Medical imaging has made significant advancements over the past century, revolutionizing diagnostics and treatment.
The discovery of X-rays in 1895 by Wilhelm Conrad Roentgen marked a breakthrough, enabling the first non-invasive images of the human body. While X-rays are excellent for imaging bones, they fall short with soft tissues, which lead to the development of other techniques.
Ultrasound, based on sonar technology from World War II, is widely used for soft tissue imaging, such as prenatal exams. It’s affordable, portable, and free of radiation, unlike X-rays.
In the 1970s, Computed Tomography (CT) was introduced, allowing detailed cross-sectional images of the body using X-rays.

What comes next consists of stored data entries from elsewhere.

//! Row encoder
//!
//! Turns one retrieved row into exactly one mutation statement:
//!
//! - Tables with at least one counter column become
//!   `UPDATE "<ks>"."<t>" SET "c" = "c" + v, ... WHERE "k" = v AND ...`.
//!   Counters cannot be written with INSERT; an increment from zero
//!   reproduces the value on an empty target.
//! - Every other table becomes
//!   `INSERT INTO "<ks>"."<t>" ("a", "b") VALUES (1, 'x')`. Null cells are left
//!   out of both lists so they never overwrite anything with a tombstone.
//!
//! Column order is the row's order, so the same row always yields the same
//! text. The returned statement carries no terminator; the statement log
//! writer adds it.

use std::collections::HashSet;

use cqldump_core::{qualified_name, quote_identifier, ColumnSpec, Row};

/// Encode `row` as a statement against `"<keyspace>"."<table>"`.
///
/// `is_counter` reports whether a column name is a counter column. Returns
/// `None` when the row carries nothing to write: every counter cell of a
/// counter row is null, or every cell of a plain row is null. A counter row
/// with a null key cell is also `None`, since it has no WHERE clause to
/// address; in a counter table every non-counter column is a key column.
pub fn encode<F>(row: &Row, is_counter: F, keyspace: &str, table: &str) -> Option<String>
where
    F: Fn(&str) -> bool,
{
    let target = qualified_name(keyspace, table);
    let has_counter = row.iter().any(|(name, _)| is_counter(name));

    if has_counter {
        let mut set = Vec::new();
        let mut filter = Vec::new();
        for (name, literal) in row.iter() {
            let Some(literal) = literal else {
                if is_counter(name) {
                    continue;
                }
                return None;
            };
            let quoted = quote_identifier(name);
            if is_counter(name) {
                set.push(format!("{} = {} + {}", quoted, quoted, literal));
            } else {
                filter.push(format!("{} = {}", quoted, literal));
            }
        }
        if set.is_empty() || filter.is_empty() {
            return None;
        }
        Some(format!(
            "UPDATE {} SET {} WHERE {}",
            target,
            set.join(", "),
            filter.join(" AND ")
        ))
    } else {
        let (names, values): (Vec<String>, Vec<&str>) = row
            .iter()
            .filter_map(|(name, literal)| literal.map(|l| (quote_identifier(name), l)))
            .unzip();
        if names.is_empty() {
            return None;
        }
        Some(format!(
            "INSERT INTO {} ({}) VALUES ({})",
            target,
            names.join(", "),
            values.join(", ")
        ))
    }
}

/// Encoder bound to one table, with counter columns known up front.
///
/// The shape is a property of the table: if any column of the result set is
/// a counter, every row becomes an UPDATE.
#[derive(Debug, Clone)]
pub struct RowEncoder {
    keyspace: String,
    table: String,
    counters: HashSet<String>,
}

impl RowEncoder {
    /// Build an encoder from the result-set columns of a table scan
    pub fn new(
        keyspace: impl Into<String>,
        table: impl Into<String>,
        columns: &[ColumnSpec],
    ) -> Self {
        let counters = columns
            .iter()
            .filter(|c| c.column_type.is_counter())
            .map(|c| c.name.clone())
            .collect();
        RowEncoder {
            keyspace: keyspace.into(),
            table: table.into(),
            counters,
        }
    }

    /// Build an encoder from an explicit set of counter column names
    pub fn with_counter_columns<I, S>(
        keyspace: impl Into<String>,
        table: impl Into<String>,
        counters: I,
    ) -> Self
    where
        I: IntoIterator<Item = S>,
        S: Into<String>,
    {
        RowEncoder {
            keyspace: keyspace.into(),
            table: table.into(),
            counters: counters.into_iter().map(Into::into).collect(),
        }
    }

    /// Whether rows of this table encode as counter UPDATEs
    pub fn is_counter_table(&self) -> bool {
        !self.counters.is_empty()
    }

    /// Encode one row; see [`encode`]
    pub fn encode(&self, row: &Row) -> Option<String> {
        encode(
            row,
            |name| self.counters.contains(name),
            &self.keyspace,
            &self.table,
        )
    }
}

#[cfg(test)]
mod tests {
    use super::*;
    use cqldump_core::ColumnType;
    use proptest::prelude::*;

    fn plain() -> RowEncoder {
        RowEncoder::with_counter_columns("ks", "t", Vec::<String>::new())
    }

    #[test]
    fn test_insert_shape() {
        let row = Row::new().with("id", Some("1")).with("name", Some("'x'"));
        assert_eq!(
            plain().encode(&row).unwrap(),
            "INSERT INTO \"ks\".\"t\" (\"id\", \"name\") VALUES (1, 'x')"
        );
    }

    #[test]
    fn test_insert_omits_nulls() {
        let row = Row::new()
            .with("id", Some("1"))
            .with("a", None)
            .with("b", Some("2"));
        assert_eq!(
            plain().encode(&row).unwrap(),
            "INSERT INTO \"ks\".\"t\" (\"id\", \"b\") VALUES (1, 2)"
        );
    }

    #[test]
    fn test_counter_update_shape() {
        let encoder = RowEncoder::with_counter_columns("ks", "t", ["c"]);
        let row = Row::new().with("k", Some("'a'")).with("c", Some("5"));
        assert_eq!(
            encoder.encode(&row).unwrap(),
            "UPDATE \"ks\".\"t\" SET \"c\" = \"c\" + 5 WHERE \"k\" = 'a'"
        );
    }

    #[test]
    fn test_counter_update_multiple_keys_and_counters() {
        let encoder = RowEncoder::with_counter_columns("ks", "t", ["hits", "misses"]);
        let row = Row::new()
            .with("k1", Some("1"))
            .with("hits", Some("3"))
            .with("k2", Some("'b'"))
            .with("misses", Some("-1"));
        assert_eq!(
            encoder.encode(&row).unwrap(),
            "UPDATE \"ks\".\"t\" SET \"hits\" = \"hits\" + 3, \"misses\" = \"misses\" + -1 \
             WHERE \"k1\" = 1 AND \"k2\" = 'b'"
        );
    }

    #[test]
    fn test_null_counter_left_out() {
        let encoder = RowEncoder::with_counter_columns("ks", "t", ["a", "b"]);
        let row = Row::new()
            .with("k", Some("1"))
            .with("a", None)
            .with("b", Some("2"));
        assert_eq!(
            encoder.encode(&row).unwrap(),
            "UPDATE \"ks\".\"t\" SET \"b\" = \"b\" + 2 WHERE \"k\" = 1"
        );

        let all_null = Row::new().with("k", Some("1")).with("a", None).with("b", None);
        assert_eq!(encoder.encode(&all_null), None);
    }

    #[test]
    fn test_counter_row_without_key_skipped() {
        let encoder = RowEncoder::with_counter_columns("ks", "t", ["c"]);
        let null_key = Row::new().with("k", None).with("c", Some("5"));
        assert_eq!(encoder.encode(&null_key), None);

        let no_key = Row::new().with("c", Some("5"));
        assert_eq!(encoder.encode(&no_key), None);
    }

    #[test]
    fn test_identifiers_are_escaped() {
        let row = Row::new().with("Weird\"Name", Some("1"));
        let encoded = encode(&row, |_| false, "My\"Ks", "t").unwrap();
        assert_eq!(
            encoded,
            "INSERT INTO \"My\"\"Ks\".\"t\" (\"Weird\"\"Name\") VALUES (1)"
        );
    }

    #[test]
    fn test_encoder_from_column_specs() {
        let columns = vec![
            ColumnSpec::new("k", ColumnType::Text),
            ColumnSpec::new("c", ColumnType::Counter),
        ];
        let encoder = RowEncoder::new("ks", "t", &columns);
        assert!(encoder.is_counter_table());
        assert!(!RowEncoder::new("ks", "t", &columns[..1]).is_counter_table());
    }

    fn cells() -> impl Strategy<Value = Vec<(bool, Option<u32>)>> {
        proptest::collection::vec((any::<bool>(), proptest::option::of(any::<u32>())), 1..8)
    }

    fn build(cells: &[(bool, Option<u32>)]) -> (Row, Vec<String>) {
        let mut row = Row::new();
        let mut counters = Vec::new();
        for (i, (counter, value)) in cells.iter().enumerate() {
            let name = format!("c{}", i);
            if *counter {
                counters.push(name.clone());
            }
            row.push(name, value.map(|v| v.to_string()));
        }
        (row, counters)
    }

    proptest! {
        #[test]
        fn test_shape_follows_counter_presence(cells in cells()) {
            let (row, counters) = build(&cells);
            let encoder = RowEncoder::with_counter_columns("ks", "t", counters.clone());
            if let Some(statement) = encoder.encode(&row) {
                if counters.is_empty() {
                    prop_assert!(statement.starts_with("INSERT INTO "));
                } else {
                    prop_assert!(statement.starts_with("UPDATE "));
                }
            }
        }

        #[test]
        fn test_insert_lists_are_aligned(values in proptest::collection::vec(proptest::option::of(any::<u32>()), 1..8)) {
            let cells: Vec<(bool, Option<u32>)> = values.iter().map(|v| (false, *v)).collect();
            let (row, _) = build(&cells);
            let non_null = values.iter().filter(|v| v.is_some()).count();
            match plain().encode(&row) {
                None => prop_assert_eq!(non_null, 0),
                Some(statement) => {
                    let open = statement.find(" (").unwrap();
                    let mid = statement.find(") VALUES (").unwrap();
                    let names: Vec<&str> = statement[open + 2..mid].split(", ").collect();
                    let literals: Vec<&str> = statement[mid + 10..statement.len() - 1].split(", ").collect();
                    prop_assert_eq!(names.len(), non_null);
                    prop_assert_eq!(literals.len(), non_null);
                    prop_assert!(!statement.contains("null"));
                    for (name, literal) in names.iter().zip(&literals) {
                        let index: usize = name.trim_matches('"')[1..].parse().unwrap();
                        prop_assert_eq!(values[index].map(|v| v.to_string()).unwrap(), *literal);
                    }
                }
            }
        }
    }
}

This technology, developed by Sir Godfrey Hounsfield and Allan Cormack, expanded diagnostic capabilities significantly.
Magnetic Resonance Imaging (MRI), rooted in nuclear magnetic resonance principles, emerged around the same time. MRI uses magnetic fields and radio waves to image soft tissues, offering exceptional detail without radiation exposure.
Unlike the previous techniques, which are anatomical, Positron Emission Tomography (PET) provides functional imaging, allowing doctors to observe and measure metabolic processes in the body, crucial for early disease detection and monitoring. PET is often used in tandem with CT or MRI to correlate function with structure.
Today, Artificial Intelligence (AI) is transforming medical imaging by improving diagnostic accuracy and efficiency, analyzing vast datasets to detect patterns that humans might miss, thus advancing personalized treatment.